Dalliidae is a family of fish of the order Salmoniformes. The scales are small. Pectoral and caudal fins are wide, rounded. The lateral line is incomplete. Freshwater fish. Feed on invertebrates. Spawning is batch. Lives in water bodies of the Bering Sea basin. It includes 1 genus with 3 species: Dallia pectoralis, a small fish up to 20 cm long inhabiting cold rivers, lakes and sphagnum bogs of the Chukchi Peninsula and Alaska, and two narrow-area species - Dallia delicatissima inhabiting Lake Pilchikai and an unnamed lake of the upper reaches of the river. Dallia admirabilis, inhabiting thermokarst and floodplain lakes of the middle and lower reaches of the Amguema River.

The body is covered with scales (no more than 80 transverse rows). The pectoral fins are rounded, very wide. Anal fin equal in length to dorsal fin. Lateral line is incomplete. Pectoral fins are supported by 33-36 rays (in umbra krameri 17-23), pelvic fins are small, with 3 rays. The scales are small, immersed in the skin. The body coloration is dark, brownish-black. Dorsal, caudal and anal fins trimmed with a thin orange border. When breeding, they can climb up streams. 

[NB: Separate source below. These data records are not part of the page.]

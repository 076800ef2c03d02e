//! Task domain model.
//!
//! A task moves through a small, closed state machine: `pending`/`failed`
//! tasks are eligible for selection into a wave, `in_progress` while a wave
//! holds a reservation on them, and `passed`/`failed` are terminal for a
//! given attempt (a `failed` task remains eligible for re-selection).

use serde::{Deserialize, Serialize};

use super::ident::validate_path_safe_id;
use crate::domain::errors::OrchestratorResult;

/// The four task states the wave engine recognizes.
#[derive(Debug, Clone, Copy, Serialize, Deserialize, PartialEq, Eq)]
#[serde(rename_all = "snake_case")]
pub enum TaskStatus {
    Pending,
    InProgress,
    Passed,
    Failed,
}

impl TaskStatus {
    /// `true` for the two statuses a task can be reserved from (§4.3).
    pub const fn is_selectable_from(self) -> bool {
        matches!(self, Self::Pending | Self::Failed)
    }
}

/// One unit of work tracked in the canonical tasks file.
#[derive(Debug, Clone, Serialize, Deserialize)]
pub struct Task {
    pub id: String,
    pub status: TaskStatus,
    #[serde(default)]
    pub depends_on: Vec<String>,
    /// Opaque task description fields the worker consumes; passed through
    /// unmodified by the engine.
    #[serde(default, flatten)]
    pub extra: serde_json::Map<String, serde_json::Value>,
}

impl Task {
    /// Reject tasks whose id fails the path-safety boundary (§9).
    pub fn validate_id(&self) -> OrchestratorResult<()> {
        validate_path_safe_id("taskId", &self.id)
    }

    /// I2: a task is dependency-eligible only if every dependency has
    /// already reached `passed`.
    pub fn dependencies_satisfied(&self, tasks: &[Task]) -> bool {
        self.depends_on.iter().all(|dep_id| {
            tasks
                .iter()
                .any(|t| t.id == *dep_id && t.status == TaskStatus::Passed)
        })
    }

    /// Combines selectability and dependency-satisfaction (§4.3 step 1).
    pub fn is_eligible(&self, tasks: &[Task]) -> bool {
        self.status.is_selectable_from() && self.dependencies_satisfied(tasks)
    }

    /// Bypass transition used only by recovery paths (orphan repair,
    /// timeout cleanup, merge-conflict rollback). Unlike an ordinary
    /// transition this never validates the prior state; callers must log
    /// their own reason, matching the teacher's `force_status` discipline
    /// of never silently skipping a warning on a recovery bypass.
    pub fn force_status(&mut self, status: TaskStatus) {
        self.status = status;
    }
}

/// The tasks file: an ordered sequence whose order is the tie-break for
/// selection (§4.3 step 2b) and is therefore never re-sorted in place.
pub type TasksFile = Vec<Task>;

#[cfg(test)]
mod tests {
    use super::*;

    fn task(id: &str, status: TaskStatus, deps: &[&str]) -> Task {
        Task {
            id: id.to_string(),
            status,
            depends_on: deps.iter().map(|s| s.to_string()).collect(),
            extra: serde_json::Map::new(),
        }
    }

    #[test]
    fn eligible_when_pending_and_deps_passed() {
        let tasks = vec![
            task("a", TaskStatus::Passed, &[]),
            task("b", TaskStatus::Pending, &["a"]),
        ];
        assert!(tasks[1].is_eligible(&tasks));
    }

    #[test]
    fn ineligible_when_dep_not_passed() {
        let tasks = vec![
            task("a", TaskStatus::Pending, &[]),
            task("b", TaskStatus::Pending, &["a"]),
        ];
        assert!(!tasks[1].is_eligible(&tasks));
    }

    #[test]
    fn ineligible_when_in_progress() {
        let tasks = vec![task("a", TaskStatus::InProgress, &[])];
        assert!(!tasks[0].is_eligible(&tasks));
    }

    #[test]
    fn failed_task_is_reselectable() {
        let tasks = vec![task("a", TaskStatus::Failed, &[])];
        assert!(tasks[0].is_eligible(&tasks));
    }

    #[test]
    fn validate_id_rejects_unsafe_ids() {
        let t = task("../etc", TaskStatus::Pending, &[]);
        assert!(t.validate_id().is_err());
    }

    #[test]
    fn force_status_overwrites_unconditionally() {
        let mut t = task("a", TaskStatus::InProgress, &[]);
        t.force_status(TaskStatus::Failed);
        assert_eq!(t.status, TaskStatus::Failed);
    }
}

Spawning is protracted from May to July, and the eggs hatch in batches. During spawning, males have the fringe of the dorsal, caudal and anal fins colored red. It feeds on various invertebrates, mainly mosquito larvae. During the winter, it buries itself in the silt and is often frozen in the ice. Frozen on the outside, it can stay alive until the cavity fluids freeze over. In Alaska, it has some practical importance in the life of the local population as dog food. They live in small rivers, lakes, and swamps; during the breeding season they move along streams. Feed on various invertebrates, mainly mosquito larvae. They are warm-blooded: the difference of body temperature and ambient water temperature may be 10 degrees Celsius or more. They are found only on the Chukchi Peninsula (Russia) and Alaska (USA).